Similarly, the one-year limitation on depositor actions of Code of Civil Procedure section 340, subdivision 3, shows in context that it is applicable to negligence actions. Both the preceding and subsequent provisions in the subdivision deal with actions based on “neglect.” (See fn. 2.)
I am satisfied that both subdivisions are applicable to actions against drawee banks for paying forged or altered checks whether the action sounds in negligence, mistake, or breach of warranty. They are not applicable here because the action is against the payee.

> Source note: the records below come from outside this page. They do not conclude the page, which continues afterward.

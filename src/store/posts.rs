use std::fmt;
use std::time::Duration;

use async_trait::async_trait;
use chrono::{DateTime, Utc};
use serde::{Deserialize, Serialize};
use sqlx::{FromRow, PgPool};

use super::{StoreError, classify, timed};

#[derive(Debug, Clone, PartialEq, Serialize, Deserialize, FromRow)]
pub struct Post {
    pub id: i64,
    pub user_id: i64,
    pub title: String,
    pub content: String,
    pub tags: Vec<String>,
    /// 每次更新加一，用于乐观锁
    pub version: i32,
    pub created_at: DateTime<Utc>,
    pub updated_at: DateTime<Utc>,
}

#[derive(Debug)]
pub struct NewPost<'a> {
    pub user_id: i64,
    pub title: &'a str,
    pub content: &'a str,
    pub tags: &'a [String],
}

/// 一次更新：`version` 是调用方读到的版本
#[derive(Debug)]
pub struct PostUpdate<'a> {
    pub title: &'a str,
    pub content: &'a str,
    pub version: i32,
}

/// 动态流中的一条，带作者名和评论数
#[derive(Debug, Clone, PartialEq, Serialize, FromRow)]
pub struct FeedItem {
    #[sqlx(flatten)]
    #[serde(flatten)]
    pub post: Post,
    pub username: String,
    pub comments_count: i64,
}

#[derive(Debug, Clone, Copy, PartialEq, Eq, Default)]
pub enum SortOrder {
    Asc,
    #[default]
    Desc,
}

impl fmt::Display for SortOrder {
    fn fmt(&self, f: &mut fmt::Formatter<'_>) -> fmt::Result {
        f.write_str(match self {
            SortOrder::Asc => "ASC",
            SortOrder::Desc => "DESC",
        })
    }
}

/// 已校验的动态流分页和过滤条件
#[derive(Debug, Clone, PartialEq)]
pub struct FeedQuery {
    pub limit: i64,
    pub offset: i64,
    pub sort: SortOrder,
    /// 帖子必须包含全部标签
    pub tags: Vec<String>,
    /// 标题或正文包含的文本，空串表示不过滤
    pub search: String,
    pub since: Option<DateTime<Utc>>,
    pub until: Option<DateTime<Utc>>,
}

impl Default for FeedQuery {
    fn default() -> Self {
        Self {
            limit: 20,
            offset: 0,
            sort: SortOrder::Desc,
            tags: Vec::new(),
            search: String::new(),
            since: None,
            until: None,
        }
    }
}

#[async_trait]
pub trait PostRepository: Send + Sync {
    async fn create(&self, post: NewPost<'_>) -> Result<Post, StoreError>;

    async fn get_by_id(&self, post_id: i64) -> Result<Post, StoreError>;

    /// 版本不匹配时返回 `StoreError::Conflict`
    async fn update(&self, post_id: i64, update: PostUpdate<'_>) -> Result<Post, StoreError>;

    async fn delete(&self, post_id: i64) -> Result<(), StoreError>;

    /// 用户自己和其关注的人发的帖子
    async fn feed(&self, user_id: i64, query: &FeedQuery) -> Result<Vec<FeedItem>, StoreError>;
}

#[derive(Clone)]
pub struct PostStore {
    pool: PgPool,
    query_timeout: Duration,
}

const POST_COLUMNS: &str = "id, user_id, title, content, tags, version, created_at, updated_at";

impl PostStore {
    pub fn new(pool: PgPool, query_timeout: Duration) -> Self {
        Self {
            pool,
            query_timeout,
        }
    }
}

#[async_trait]
impl PostRepository for PostStore {
    async fn create(&self, post: NewPost<'_>) -> Result<Post, StoreError> {
        timed(self.query_timeout, async {
            sqlx::query_as::<_, Post>(&format!(
                "INSERT INTO posts (user_id, title, content, tags) VALUES ($1, $2, $3, $4) RETURNING {}",
                POST_COLUMNS
            ))
            .bind(post.user_id)
            .bind(post.title)
            .bind(post.content)
            .bind(post.tags)
            .fetch_one(&self.pool)
            .await
            .map_err(classify)
        })
        .await
    }

    async fn get_by_id(&self, post_id: i64) -> Result<Post, StoreError> {
        timed(self.query_timeout, async {
            sqlx::query_as::<_, Post>(&format!("SELECT {} FROM posts WHERE id = $1", POST_COLUMNS))
                .bind(post_id)
                .fetch_optional(&self.pool)
                .await?
                .ok_or(StoreError::NotFound)
        })
        .await
    }

    async fn update(&self, post_id: i64, update: PostUpdate<'_>) -> Result<Post, StoreError> {
        timed(self.query_timeout, async {
            sqlx::query_as::<_, Post>(&format!(
                "UPDATE posts SET title = $1, content = $2, version = version + 1, updated_at = NOW() \
                 WHERE id = $3 AND version = $4 RETURNING {}",
                POST_COLUMNS
            ))
            .bind(update.title)
            .bind(update.content)
            .bind(post_id)
            .bind(update.version)
            .fetch_optional(&self.pool)
            .await?
            .ok_or(StoreError::Conflict)
        })
        .await
    }

    async fn delete(&self, post_id: i64) -> Result<(), StoreError> {
        timed(self.query_timeout, async {
            let result = sqlx::query("DELETE FROM posts WHERE id = $1")
                .bind(post_id)
                .execute(&self.pool)
                .await?;
            if result.rows_affected() == 0 {
                return Err(StoreError::NotFound);
            }
            Ok(())
        })
        .await
    }

    async fn feed(&self, user_id: i64, query: &FeedQuery) -> Result<Vec<FeedItem>, StoreError> {
        // 排序方向来自枚举，不是用户输入
        let sql = format!(
            "SELECT p.id, p.user_id, p.title, p.content, p.tags, p.version, p.created_at, p.updated_at, \
                    u.username, COUNT(c.id) AS comments_count \
             FROM posts p \
             JOIN users u ON u.id = p.user_id \
             LEFT JOIN comments c ON c.post_id = p.id \
             WHERE (p.user_id = $1 OR p.user_id IN (SELECT user_id FROM followers WHERE follower_id = $1)) \
               AND (p.title ILIKE '%' || $4 || '%' OR p.content ILIKE '%' || $4 || '%') \
               AND (cardinality($5::text[]) = 0 OR p.tags @> $5::text[]) \
               AND ($6::timestamptz IS NULL OR p.created_at >= $6) \
               AND ($7::timestamptz IS NULL OR p.created_at <= $7) \
             GROUP BY p.id, u.username \
             ORDER BY p.created_at {} \
             LIMIT $2 OFFSET $3",
            query.sort
        );

        timed(self.query_timeout, async {
            Ok(sqlx::query_as::<_, FeedItem>(&sql)
                .bind(user_id)
                .bind(query.limit)
                .bind(query.offset)
                .bind(&query.search)
                .bind(&query.tags)
                .bind(query.since)
                .bind(query.until)
                .fetch_all(&self.pool)
                .await?)
        })
        .await
    }
}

Because I adopt a different approach from the majority, I do not reach many of the issues addressed by their opinion. However, I am compelled to comment on the opinion’s cursory referral to the application of the comparative fault doctrine enunciated in Li v. Yellow Cab Co. (1975) 13 Cal.3d 804 [119 Cal.Rptr. 858, 532 P.2d 1226, 78 A.L.R.3d 393]. While the opinion states Li would apply to the negligence cause of action, it proceeds to hold the customer’s lack of care would not be a defense to warranty or mistake causes of action. This conclusion relying upon the form of the action seems contrary to Daly v. General Motors (1978) 20 Cal.3d 725 [144 Cal.Rptr. 380, 575 P.2d 1162], where we held comparative fault is not limited to negligence actions but applies to strict liability actions.
I would reserve for future determination whether comparative fault is limited to personal injury and property damage cases or applies to commercial transactions as well, and, if so, whether the form of the action should govern Li’s applicability.